Developing a strategy for success
You know your organisation best. We listen, bring out those strategic insights, and use them to help you design a new approach to communicating.
Project type: strategy and analysis
Publish What You Pay (PWYP) is a global coalition of civil society organisations campaigning for transparency and accountability in the oil, gas and mining sectors.
In 2016, after many years of successful campaigning and exponential growth – to 700 members in more than 50 countries – PWYP faced a transition. New CEO. New(ish), small, London-based secretariat. Ready to review its work amid evolving priorities and political contexts.
We carried out a strategic, in-depth review to develop a ‘roadmap’ for PWYP’s communications. Working closely with the secretariat, we identified their strategic goals, strengths and areas for improvement, barriers to success, and a set of recommended – and costed – actions.
Any good map tells you where you are and how to get to where you want to go. It places you relative to other locations, and explains the geography around you. It shows your destination, your distance from it, how to get there, and what challenges lie along the route.
Like any good map, ours needed to be clear, detailed and practical enough to take PWYP’s communications to where they needed to go.
We made sure it provided:
- The current location: a rigorous analysis of their communications
- The surrounding geography: the organisational, operational and political context
- The route, potential obstacles, and ways around them
- The destination: more effective, successful communications
Photo: brainstorming from our communications workshop.
We know that to implement a roadmap successfully, everyone has to be on board. The whole secretariat would need to see the value of our proposed changes, how these could support their work, and how they could support the transformation of communications.
Over two days we carried out some very lively participatory workshops with the whole PWYP team. They began to coalesce around their key communications priorities and audiences, and identified the same internal and external challenges to communicating successfully.
Working with this small, committed team – and mining their expert knowledge of their work, the membership and the key organisational challenges – a clear picture soon emerged. Their insights meant that we could confidently identify the current context for PWYP, future communication priorities, and some exciting possible next steps.
We took these insights and explored them further with the communications team and senior management, while referencing our own analysis of PWYP’s communications tools, platforms and outputs.
We summarised our findings and recommendations in a 10 page report that outlined five strategic goals for PWYP’s communications, analysed key audiences, and evaluated current communications tools and activities and their impact.

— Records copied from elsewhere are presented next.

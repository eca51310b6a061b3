use serde::{Deserialize, Serialize};
use std::collections::BTreeMap;

/// Accumulated usage for one agent.
#[derive(Debug, Clone, Copy, Default, PartialEq, Serialize, Deserialize)]
pub struct AgentUsage {
    pub input_tokens: u64,
    pub output_tokens: u64,
    pub cost_usd: f64,
}

impl AgentUsage {
    pub fn total_tokens(&self) -> u64 {
        self.input_tokens + self.output_tokens
    }
}

/// Token and cost totals per agent across a session.
#[derive(Debug, Clone, Default, PartialEq, Serialize, Deserialize)]
pub struct TokenTracker {
    per_agent: BTreeMap<String, AgentUsage>,
}

impl TokenTracker {
    pub fn new() -> Self {
        Self::default()
    }

    pub fn add_for_agent(&mut self, agent: &str, input_tokens: u64, output_tokens: u64, cost: f64) {
        let usage = self.per_agent.entry(agent.to_string()).or_default();
        usage.input_tokens += input_tokens;
        usage.output_tokens += output_tokens;
        usage.cost_usd += cost;
    }

    pub fn agent(&self, agent: &str) -> Option<AgentUsage> {
        self.per_agent.get(agent).copied()
    }

    pub fn per_agent(&self) -> &BTreeMap<String, AgentUsage> {
        &self.per_agent
    }

    pub fn total(&self) -> AgentUsage {
        self.per_agent
            .values()
            .fold(AgentUsage::default(), |mut acc, u| {
                acc.input_tokens += u.input_tokens;
                acc.output_tokens += u.output_tokens;
                acc.cost_usd += u.cost_usd;
                acc
            })
    }
}

#[cfg(test)]
mod tests {
    use super::*;

    #[test]
    fn test_accumulates_per_agent() {
        let mut tracker = TokenTracker::new();
        tracker.add_for_agent("Sparky", 100, 50, 0.01);
        tracker.add_for_agent("Sparky", 10, 5, 0.001);
        tracker.add_for_agent("Checkers", 1, 2, 0.0);

        let sparky = tracker.agent("Sparky").unwrap();
        assert_eq!(sparky.input_tokens, 110);
        assert_eq!(sparky.total_tokens(), 165);
        assert!((sparky.cost_usd - 0.011).abs() < 1e-9);

        let total = tracker.total();
        assert_eq!(total.input_tokens, 111);
        assert_eq!(total.output_tokens, 57);
        assert!(tracker.agent("Nobody").is_none());
    }

    #[test]
    fn test_empty_total() {
        assert_eq!(TokenTracker::new().total(), AgentUsage::default());
    }
}
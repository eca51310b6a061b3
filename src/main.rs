use anyhow::{Context, Result};
use clap::{Parser, Subcommand};
use std::path::PathBuf;

mod cmd;

#[derive(Parser)]
#[command(name = "nugget")]
#[command(version, about = "Build orchestration engine for nuggets")]
pub struct Cli {
    #[arg(short, long, global = true)]
    pub verbose: bool,

    /// Emit logs as JSON lines on stderr
    #[arg(long, global = true)]
    pub json_logs: bool,

    /// Directory holding .nugget/nugget.toml (defaults to the current directory)
    #[arg(long, global = true)]
    pub project_dir: Option<PathBuf>,

    #[command(subcommand)]
    pub command: Commands,
}

#[derive(Subcommand)]
pub enum Commands {
    /// Validate a plan file (JSON or YAML) and print its execution order
    Plan { file: PathBuf },
    /// Print the order in which a spec's deploy units would be deployed
    DeployOrder { file: PathBuf },
    /// Run a full session with dry-run collaborators, printing events as JSON lines
    Simulate {
        /// Plan file (JSON or YAML)
        #[arg(long)]
        plan: PathBuf,

        /// Spec file (JSON or YAML); an empty spec when omitted
        #[arg(long)]
        spec: Option<PathBuf>,

        /// Approve every gate instead of declining it
        #[arg(long)]
        yes: bool,
    },
    /// View or validate configuration
    Config {
        #[command(subcommand)]
        command: Option<ConfigCommands>,
    },
}

#[derive(Subcommand, Clone)]
pub enum ConfigCommands {
    /// Show the effective configuration
    Show,
    /// Validate configuration and show any warnings
    Validate,
    /// Write a default nugget.toml
    Init,
}

#[tokio::main]
async fn main() -> Result<()> {
    let cli = Cli::parse();
    nugget::logging::init(cli.verbose, cli.json_logs);

    let project_dir = match cli.project_dir.clone() {
        Some(dir) => dir,
        None => std::env::current_dir().context("Failed to get current directory")?,
    };

    match &cli.command {
        Commands::Plan { file } => cmd::cmd_plan(&project_dir, file)?,
        Commands::DeployOrder { file } => cmd::cmd_deploy_order(file)?,
        Commands::Simulate { plan, spec, yes } => {
            cmd::cmd_simulate(&project_dir, plan, spec.as_deref(), *yes).await?
        }
        Commands::Config { command } => cmd::cmd_config(&project_dir, command.clone())?,
    }

    Ok(())
}
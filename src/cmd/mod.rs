//! CLI command implementations.
//!
//! | Module     | Commands handled         |
//! |------------|--------------------------|
//! | `plan`     | `Plan`, `DeployOrder`    |
//! | `simulate` | `Simulate`               |
//! | `config`   | `Config`                 |

pub mod config;
pub mod plan;
pub mod simulate;

pub use config::cmd_config;
pub use plan::{cmd_deploy_order, cmd_plan};
pub use simulate::cmd_simulate;

use anyhow::{Context, Result};
use serde::de::DeserializeOwned;
use std::path::Path;

/// Parse a `.yaml`/`.yml` file as YAML and anything else as JSON.
pub fn load_document<T: DeserializeOwned>(path: &Path) -> Result<T> {
    let content = std::fs::read_to_string(path)
        .with_context(|| format!("Failed to read {}", path.display()))?;
    let is_yaml = path
        .extension()
        .and_then(|e| e.to_str())
        .is_some_and(|e| e.eq_ignore_ascii_case("yaml") || e.eq_ignore_ascii_case("yml"));

    if is_yaml {
        serde_yaml::from_str(&content)
            .with_context(|| format!("Failed to parse YAML: {}", path.display()))
    } else {
        serde_json::from_str(&content)
            .with_context(|| format!("Failed to parse JSON: {}", path.display()))
    }
}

Most importantly, the report assessed the major internal and external challenges faced, and made recommendations for how the PWYP communications team could address or mitigate them. Finally, it proposed a set of concrete, costed actions, organised into four areas of focus.
Implementing the recommendations and proposals laid out in the roadmap helped PWYP to transform their communications. With a clearer focus, they were able to support their membership and engage key audiences more successfully.
Following this success, we’ve continued to work with PWYP to develop a full communications strategy, and to help deliver communications training for members from across the coalition.
Smith&Brown's participatory, inclusive approach was key to creating team buy-in, and to anchoring the work in our organisational values, mission and goals. I appreciated how they helped us map and address gaps in our communications and the practical, actionable recommendations put forward. As a result, our communications platforms and products are now more engaging, conveying our core identify more effectively and drawing more attention from key audiences.